Task to complete: Scan the listing below. Report each line that includes "host".

Data listing:
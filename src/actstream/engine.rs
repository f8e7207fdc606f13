//! # Default-Completion Engine
//!
//! Takes a partially specified [`ActivityRequest`] and fills in every field
//! the host platform requires, keyed by the request's activity type. One
//! handler per type; the first matching type wins and unknown types pass
//! through untouched, since the engine only knows how to synthesize the
//! catalog's own types.
//!
//! Two rules hold across every handler:
//!
//! - A field the caller supplied (non-blank string, `Some` id) is never
//!   overwritten. The single exception is `content` in the blogs family,
//!   which the host platform blanks unconditionally; that behavior is
//!   preserved as observed.
//! - Reads only. The engine queries the platform for entities but never
//!   writes; submission happens in the command layer.

use crate::catalog;
use crate::error::{ActError, Result};
use crate::model::ActivityRequest;
use crate::platform::{Platform, UserRef};
use rand::Rng;

/// Fill every blank field of `request` according to its activity type.
///
/// `component` and `kind` must already be set; the create adapter resolves
/// those through the catalog before calling in here.
pub fn complete<P: Platform, R: Rng>(
    platform: &P,
    rng: &mut R,
    request: &mut ActivityRequest,
) -> Result<()> {
    match request.kind.as_str() {
        "activity_update" => complete_update(platform, rng, request),
        "activity_comment" => complete_comment(platform, rng, request),
        "new_blog" | "new_blog_post" | "new_blog_comment" => {
            complete_blog_family(platform, rng, request)
        }
        "friendship_created" => complete_friendship(platform, rng, request),
        "created_group" => complete_created_group(platform, rng, request),
        "joined_group" => complete_joined_group(platform, rng, request),
        "new_avatar" | "new_member" | "updated_profile" => {
            complete_profile(platform, rng, request)
        }
        _ => Ok(()),
    }
}

fn complete_update<P: Platform, R: Rng>(
    platform: &P,
    rng: &mut R,
    request: &mut ActivityRequest,
) -> Result<()> {
    let user = resolve_user(platform, rng, request)?;

    if request.component == "groups" {
        let group_id = request.item_id.ok_or(ActError::MissingGroupId)?;
        let group = platform
            .group(group_id)?
            .ok_or(ActError::GroupNotFound(group_id))?;
        if request.action.is_empty() {
            request.action = format!(
                "{} posted an update in the group {}",
                user.anchor(),
                group.anchor()
            );
        }
    } else if request.action.is_empty() {
        request.action = format!("{} posted an update", user.anchor());
    }

    if request.content.is_empty() {
        request.content = filler_text(rng);
    }
    if request.primary_link.is_empty() {
        request.primary_link = user.profile_link;
    }
    Ok(())
}

fn complete_comment<P: Platform, R: Rng>(
    platform: &P,
    rng: &mut R,
    request: &mut ActivityRequest,
) -> Result<()> {
    let user = resolve_user(platform, rng, request)?;

    let rows = platform.activities()?;
    if rows.is_empty() {
        return Err(ActError::NoEntitiesAvailable("activity"));
    }
    let parent = &rows[rng.random_range(0..rows.len())];

    if request.item_id.is_none() {
        request.item_id = Some(parent.id);
    }
    // Threads attach to the root: commenting on a comment inherits its
    // secondary item id instead of pointing at the intermediate row.
    if parent.is_comment() && request.secondary_item_id.is_none() {
        request.secondary_item_id = Some(parent.secondary_item_id);
    }

    if request.action.is_empty() {
        request.action = format!("{} posted a new activity comment", user.anchor());
    }
    if request.content.is_empty() {
        request.content = filler_text(rng);
    }
    if request.primary_link.is_empty() {
        request.primary_link = user.profile_link;
    }
    Ok(())
}

fn complete_blog_family<P: Platform, R: Rng>(
    platform: &P,
    rng: &mut R,
    request: &mut ActivityRequest,
) -> Result<()> {
    if !platform.active_components().iter().any(|c| c == "blogs") {
        return Ok(());
    }

    let blog_id = match request.item_id {
        Some(id) => id,
        None => {
            let id = catalog::random_blog_id(platform, rng)?;
            request.item_id = Some(id);
            id
        }
    };
    let blog = platform
        .blog(blog_id)?
        .ok_or_else(|| ActError::Platform(format!("blog {} does not resolve", blog_id)))?;

    let kind = request.kind.clone();
    match kind.as_str() {
        "new_blog" => {
            let user = resolve_user(platform, rng, request)?;
            if request.primary_link.is_empty() {
                request.primary_link = blog.url.clone();
            }
            if request.action.is_empty() {
                request.action =
                    format!("{} created the site {}", user.anchor(), blog.anchor());
            }
        }
        kind => {
            let comments = platform.blog_comments(blog_id)?;
            if comments.is_empty() {
                return Err(ActError::NoEntitiesAvailable("blog comment"));
            }
            let comment = &comments[rng.random_range(0..comments.len())];
            let post = platform.post(comment.post_id)?.ok_or_else(|| {
                ActError::Platform(format!("post {} does not resolve", comment.post_id))
            })?;

            if kind == "new_blog_post" {
                if request.user_id.is_none() {
                    request.user_id = Some(post.author_id);
                }
                let user = user_ref(platform, request.user_id.unwrap_or(post.author_id))?;
                if request.primary_link.is_empty() {
                    request.primary_link = post.permalink.clone();
                }
                if request.action.is_empty() {
                    request.action = format!(
                        "{} wrote a new post, {}, on the site {}",
                        user.anchor(),
                        post.anchor(),
                        blog.anchor()
                    );
                }
                if request.secondary_item_id.is_none() {
                    request.secondary_item_id = Some(post.id);
                }
            } else {
                if request.user_id.is_none() {
                    request.user_id = match comment.author_user_id {
                        Some(id) => Some(id),
                        None => Some(catalog::random_user_id(platform, rng)?),
                    };
                }
                let user = resolve_user(platform, rng, request)?;
                if request.primary_link.is_empty() {
                    request.primary_link = comment.permalink.clone();
                }
                if request.action.is_empty() {
                    request.action = format!(
                        "{} commented on the post, {}, on the site {}",
                        user.anchor(),
                        post.anchor(),
                        blog.anchor()
                    );
                }
                if request.secondary_item_id.is_none() {
                    request.secondary_item_id = Some(comment.id);
                }
            }
        }
    }

    // The host platform discards content for the whole blogs family, even
    // when the caller supplied some. Preserved as observed.
    request.content = String::new();
    Ok(())
}

fn complete_friendship<P: Platform, R: Rng>(
    platform: &P,
    rng: &mut R,
    request: &mut ActivityRequest,
) -> Result<()> {
    let user = resolve_user(platform, rng, request)?;

    let friend_id = match request.item_id {
        Some(id) => id,
        None => {
            let id = catalog::random_user_id(platform, rng)?;
            request.item_id = Some(id);
            id
        }
    };
    let friend = user_ref(platform, friend_id)?;

    if request.action.is_empty() {
        request.action = format!("{} and {} are now friends", user.anchor(), friend.anchor());
    }
    Ok(())
}

fn complete_created_group<P: Platform, R: Rng>(
    platform: &P,
    rng: &mut R,
    request: &mut ActivityRequest,
) -> Result<()> {
    let group_id = match request.item_id {
        Some(id) => id,
        None => {
            let id = catalog::random_group_id(platform, rng)?;
            request.item_id = Some(id);
            id
        }
    };
    let group = platform
        .group(group_id)?
        .ok_or(ActError::GroupNotFound(group_id))?;

    if request.user_id.is_none() {
        request.user_id = Some(group.creator_id);
    }
    let user = user_ref(platform, request.user_id.unwrap_or(group.creator_id))?;

    if request.action.is_empty() {
        request.action = format!("{} created the group {}", user.anchor(), group.anchor());
    }
    if request.primary_link.is_empty() {
        request.primary_link = group.permalink;
    }
    Ok(())
}

fn complete_joined_group<P: Platform, R: Rng>(
    platform: &P,
    rng: &mut R,
    request: &mut ActivityRequest,
) -> Result<()> {
    let group_id = match request.item_id {
        Some(id) => id,
        None => {
            let id = catalog::random_group_id(platform, rng)?;
            request.item_id = Some(id);
            id
        }
    };
    let group = platform
        .group(group_id)?
        .ok_or(ActError::GroupNotFound(group_id))?;

    let user = resolve_user(platform, rng, request)?;

    if request.action.is_empty() {
        request.action = format!("{} joined the group {}", user.anchor(), group.anchor());
    }
    if request.primary_link.is_empty() {
        request.primary_link = group.permalink;
    }
    Ok(())
}

fn complete_profile<P: Platform, R: Rng>(
    platform: &P,
    rng: &mut R,
    request: &mut ActivityRequest,
) -> Result<()> {
    let user = resolve_user(platform, rng, request)?;

    if request.action.is_empty() {
        request.action = match request.kind.as_str() {
            "new_avatar" => format!("{} changed their profile picture", user.anchor()),
            "new_member" => format!("{} became a registered member", user.anchor()),
            _ => format!("{} updated their profile", user.anchor()),
        };
    }
    Ok(())
}

/// Fill `user_id` with a random user when unset, then load the reference.
fn resolve_user<P: Platform, R: Rng>(
    platform: &P,
    rng: &mut R,
    request: &mut ActivityRequest,
) -> Result<UserRef> {
    let id = match request.user_id {
        Some(id) => id,
        None => {
            let id = catalog::random_user_id(platform, rng)?;
            request.user_id = Some(id);
            id
        }
    };
    user_ref(platform, id)
}

fn user_ref<P: Platform>(platform: &P, id: u64) -> Result<UserRef> {
    platform.user(id)?.ok_or(ActError::UserNotFound(id))
}

const FILLER_WORDS: &[&str] = &[
    "lorem", "ipsum", "dolor", "sit", "amet", "consectetur", "adipiscing", "elit", "sed", "do",
    "eiusmod", "tempor", "incididunt", "ut", "labore", "et", "dolore", "magna", "aliqua", "enim",
    "ad", "minim", "veniam", "quis", "nostrud", "exercitation", "ullamco", "laboris", "nisi",
    "aliquip", "ex", "ea", "commodo", "consequat", "duis", "aute", "irure", "in", "voluptate",
    "velit",
];

/// Plausible throwaway prose for generated updates and comments.
fn filler_text<R: Rng>(rng: &mut R) -> String {
    let count = rng.random_range(8..=24);
    let words: Vec<&str> = (0..count)
        .map(|_| FILLER_WORDS[rng.random_range(0..FILLER_WORDS.len())])
        .collect();
    let mut text = words.join(" ");
    if let Some(first) = text.get_mut(0..1) {
        first.make_ascii_uppercase();
    }
    text.push('.');
    text
}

Answer box:
//! the host platform requires, keyed by the request's activity type. One
//!   which the host platform blanks unconditionally; that behavior is
    // The host platform discards content for the whole blogs family, even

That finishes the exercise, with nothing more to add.